„Feministisch, frei und visionär.“ Mit ihrer Graphic Novel Unerschrocken räumt Pénélope Bagieu 15 mutigen Frauen mit Pioniergeist den Platz in der Geschichte ein, den ihnen die gängige Geschichtsschreibung bislang kaum gewährte. Dabei gelingt es der französischen Illustratorin und Cartoonistin, vielschichtige Portraits zu schaffen, die zwar neuwertige Überlieferungen, aber keinesfalls aalglatt zurechtgeliftete Biografien sind.

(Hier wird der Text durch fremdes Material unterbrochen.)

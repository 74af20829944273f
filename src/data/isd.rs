//! Field extraction from SpecWin Pro `.ISD` text files.
//!
//! Layout of a file (abridged):
//!
//! ```text
//! Currentsource/SourceCurrent=0.1
//! NumberOfDataX=2
//! ...
//! Data
//! 400.0<TAB>1.0e-9
//! 410.0<TAB>2.0e-9
//! ```

use regex::Regex;

use super::error::{Result, SpectraError};
use super::model::{DriveCurrent, SpectralTable, SpectrumSample};

pub const SOURCE_CURRENT_PATTERN: &str = r"Currentsource/SourceCurrent";
pub const DATA_MARKER_PATTERN: &str = r"Data$";
pub const SAMPLE_COUNT_PATTERN: &str = r"NumberOfDataX";

// ---------------------------------------------------------------------------
// Field lookup
// ---------------------------------------------------------------------------

/// Index of the single line matching `pattern`.
pub fn locate<S: AsRef<str>>(pattern: &Regex, lines: &[S]) -> Result<usize> {
    let indices: Vec<usize> = lines
        .iter()
        .enumerate()
        .filter(|(_, line)| pattern.is_match(line.as_ref()))
        .map(|(i, _)| i)
        .collect();

    match indices.as_slice() {
        [index] => Ok(*index),
        [] => Err(SpectraError::FieldNotFound(pattern.as_str().to_string())),
        _ => Err(SpectraError::AmbiguousField {
            pattern: pattern.as_str().to_string(),
            indices,
        }),
    }
}

/// Value of the `Name=Value` line matching `pattern`, right-trimmed.
pub fn extract_value<S: AsRef<str>>(pattern: &Regex, lines: &[S]) -> Result<String> {
    let line = lines[locate(pattern, lines)?].as_ref();
    split_field(line).map(|(_, value)| value.to_string())
}

/// Split a header line on its single `=`.
pub fn split_field(line: &str) -> Result<(&str, &str)> {
    let mut parts = line.split('=');
    match (parts.next(), parts.next(), parts.next()) {
        (Some(name), Some(value), None) => Ok((name, value.trim_end())),
        _ => Err(SpectraError::MalformedField(line.to_string())),
    }
}

// ---------------------------------------------------------------------------
// Spectrum parsing
// ---------------------------------------------------------------------------

/// Compiled header patterns; build once and reuse across files.
#[derive(Debug, Clone)]
pub struct SpectrumParser {
    source_current: Regex,
    data_marker: Regex,
    sample_count: Regex,
}

impl SpectrumParser {
    pub fn new() -> std::result::Result<Self, regex::Error> {
        Ok(SpectrumParser {
            source_current: Regex::new(SOURCE_CURRENT_PATTERN)?,
            data_marker: Regex::new(DATA_MARKER_PATTERN)?,
            sample_count: Regex::new(SAMPLE_COUNT_PATTERN)?,
        })
    }

    /// Parse one file's lines into a two-column table:
    /// wavelength and the power measured at the file's drive current.
    pub fn parse<S: AsRef<str>>(&self, lines: &[S]) -> Result<SpectralTable> {
        let current = DriveCurrent::from_header(&extract_value(&self.source_current, lines)?);
        let data_start = locate(&self.data_marker, lines)? + 1;
        let expected = self.sample_count(lines)?;

        let available = lines.len() - data_start;
        if available < expected {
            return Err(SpectraError::TruncatedSpectrum { expected, available });
        }

        let samples = lines[data_start..data_start + expected]
            .iter()
            .map(|line| parse_sample(line.as_ref()))
            .collect::<Result<Vec<_>>>()?;

        log::debug!("parsed {} samples at {}", samples.len(), current);
        Ok(SpectralTable::from_samples(current, &samples))
    }

    fn sample_count<S: AsRef<str>>(&self, lines: &[S]) -> Result<usize> {
        let index = locate(&self.sample_count, lines)?;
        let line = lines[index].as_ref();
        let (_, value) = split_field(line)?;
        value
            .trim()
            .parse::<usize>()
            .map_err(|_| SpectraError::MalformedField(line.to_string()))
    }
}

/// `<wavelength>\t<power>`; exactly two tab-separated numbers.
pub fn parse_sample(line: &str) -> Result<SpectrumSample> {
    let malformed = || SpectraError::MalformedSample(line.to_string());
    let mut fields = line.split('\t');
    let (Some(x), Some(y), None) = (fields.next(), fields.next(), fields.next()) else {
        return Err(malformed());
    };
    Ok(SpectrumSample {
        wavelength: x.trim().parse().map_err(|_| malformed())?,
        power: y.trim().parse().map_err(|_| malformed())?,
    })
}

#[cfg(test)]
mod tests {
    use super::*;

    const FILE_A: &str = "[General]\n\
        Currentsource/SourceCurrent=0.1\n\
        RadiometricUnit=W\n\
        NumberOfDataX=2\n\
        Data\n\
        400.0\t1.0e-9\n\
        410.0\t2.0e-9\n";

    fn lines(text: &str) -> Vec<&str> {
        text.lines().collect()
    }

    fn parser() -> SpectrumParser {
        SpectrumParser::new().unwrap()
    }

    #[test]
    fn test_locate_single_match() {
        let re = Regex::new("NumberOfDataX").unwrap();
        assert_eq!(locate(&re, &lines(FILE_A)).unwrap(), 3);
    }

    #[test]
    fn test_locate_no_match() {
        let re = Regex::new("Width50").unwrap();
        assert_eq!(
            locate(&re, &lines(FILE_A)),
            Err(SpectraError::FieldNotFound("Width50".to_string()))
        );
    }

    #[test]
    fn test_locate_ambiguous() {
        let re = Regex::new("Data").unwrap();
        match locate(&re, &lines(FILE_A)) {
            Err(SpectraError::AmbiguousField { pattern, indices }) => {
                assert_eq!(pattern, "Data");
                assert_eq!(indices, vec![3, 4]);
            }
            other => panic!("expected AmbiguousField, got {other:?}"),
        }
    }

    #[test]
    fn test_extract_value_trims_trailing_whitespace() {
        let text = ["Width50 [nm]=0  ", "RadiometricUnit=W\r"];
        let re = Regex::new("Width50").unwrap();
        assert_eq!(extract_value(&re, &text).unwrap(), "0");
        let re = Regex::new("RadiometricUnit").unwrap();
        assert_eq!(extract_value(&re, &text).unwrap(), "W");
    }

    #[test]
    fn test_extract_value_rejects_bad_separators() {
        let re = Regex::new("Mode").unwrap();
        assert_eq!(
            extract_value(&re, &["Mode"]),
            Err(SpectraError::MalformedField("Mode".to_string()))
        );
        assert_eq!(
            extract_value(&re, &["Mode=a=b"]),
            Err(SpectraError::MalformedField("Mode=a=b".to_string()))
        );
    }

    #[test]
    fn test_parse_file() {
        let table = parser().parse(&lines(FILE_A)).unwrap();
        assert_eq!(table.labels(), vec!["Wavelength (nm)", "0.1 mA"]);
        assert_eq!(table.wavelengths(), &[400.0, 410.0]);
        assert_eq!(table.columns()[1].values, vec![1.0e-9, 2.0e-9]);
    }

    #[test]
    fn test_parse_crlf_file() {
        let text = FILE_A.replace('\n', "\r\n");
        let table = parser().parse(&lines(&text)).unwrap();
        assert_eq!(table.row_count(), 2);
        assert_eq!(table.labels()[1], "0.1 mA");
    }

    #[test]
    fn test_row_count_follows_declared_count() {
        // Trailing lines past the declared block are ignored.
        for n in 0..5usize {
            let mut text = format!("Currentsource/SourceCurrent=5\nNumberOfDataX={n}\nData\n");
            for i in 0..n + 3 {
                text.push_str(&format!("{}\t{}\n", 380.0 + i as f64, i as f64 * 1e-10));
            }
            let table = parser().parse(&lines(&text)).unwrap();
            assert_eq!(table.row_count(), n);
            assert_eq!(table.column_count(), 2);
        }
    }

    #[test]
    fn test_truncated_spectrum() {
        let text = FILE_A.replace("NumberOfDataX=2", "NumberOfDataX=5");
        assert_eq!(
            parser().parse(&lines(&text)),
            Err(SpectraError::TruncatedSpectrum { expected: 5, available: 2 })
        );
    }

    #[test]
    fn test_three_field_sample_is_malformed() {
        let text = FILE_A.replace("410.0\t2.0e-9", "410.0\t2.0e-9\t7");
        assert_eq!(
            parser().parse(&lines(&text)),
            Err(SpectraError::MalformedSample("410.0\t2.0e-9\t7".to_string()))
        );
    }

    #[test]
    fn test_non_numeric_sample_is_malformed() {
        assert_eq!(
            parse_sample("400.0\tn/a"),
            Err(SpectraError::MalformedSample("400.0\tn/a".to_string()))
        );
        assert!(parse_sample("400.0 1.0").is_err());
    }

    #[test]
    fn test_bad_sample_count_is_malformed_field() {
        let text = FILE_A.replace("NumberOfDataX=2", "NumberOfDataX=two");
        assert_eq!(
            parser().parse(&lines(&text)),
            Err(SpectraError::MalformedField("NumberOfDataX=two".to_string()))
        );
    }

    #[test]
    fn test_missing_current_field() {
        let text = FILE_A.replace("Currentsource/SourceCurrent=0.1\n", "");
        assert_eq!(
            parser().parse(&lines(&text)),
            Err(SpectraError::FieldNotFound(SOURCE_CURRENT_PATTERN.to_string()))
        );
    }
}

Geboren zwischen 350 v.Chr. und 1975
Es sind 15 Frauen aus verschiedenen Jahrtausenden, von unterschiedlichen Kontinenten und aus diversen kulturellen Kontexten. Sie sind adlig, berühmt, mutig, engagiert, politisch, kreativ und selbstbewusst. Doch sie sind vor allem eins: Von der Geschichtsschreibung bislang zu Unrecht verkannt und ignoriert. Ein Glück, dass ihnen Pénélope Bagieu auf 144 wunderbaren Seiten, die 2017 im Reprodukt Verlag erschienen, die Aufmerksamkeit schenkt, die ihnen zusteht. Jedes der 15 Portraits erzählt dabei in Panels charmant-witzig und doch sachlich die Lebensgeschichte der jeweiligen Protagonistin und wird durch eine großformatige Illustration abgerundet.
Tradierte Geschichte neu erzählt
Die vielleicht bekannteste Protagonistin ist Josephine Baker, die häufig auf ihr Bananröckchen und ihren „wilden Tanz“ („die Urgrossmutter des Twerk“ [sic]) reduziert werde. An einer Prominenten wie ihr zeigt Bagieu eindrucksvoll, dass Baker zwar bis heute in der Popkultur für ihre Bühnendarbietungen gefeiert wird. Auf politischer Ebene wird jedoch kaum erinnert, dass die Künstlerin sich mutig für ihre Wahlheimat Frankreich einsetzte: Während der deutschen Nazi-Besatzung wird sie als französische Staatsbürgerin Spionin der Résistance und erhält nach der Befreiung alle militärischen Ehren. Als die gebürtige US-Amerikanerin merkt, dass die Rassentrennung in den USA voranschreitet, solidarisiert sie sich mit Martin Luther King und steckt fortan all ihre Bemühungen in die Bürgerrechtsbewegung.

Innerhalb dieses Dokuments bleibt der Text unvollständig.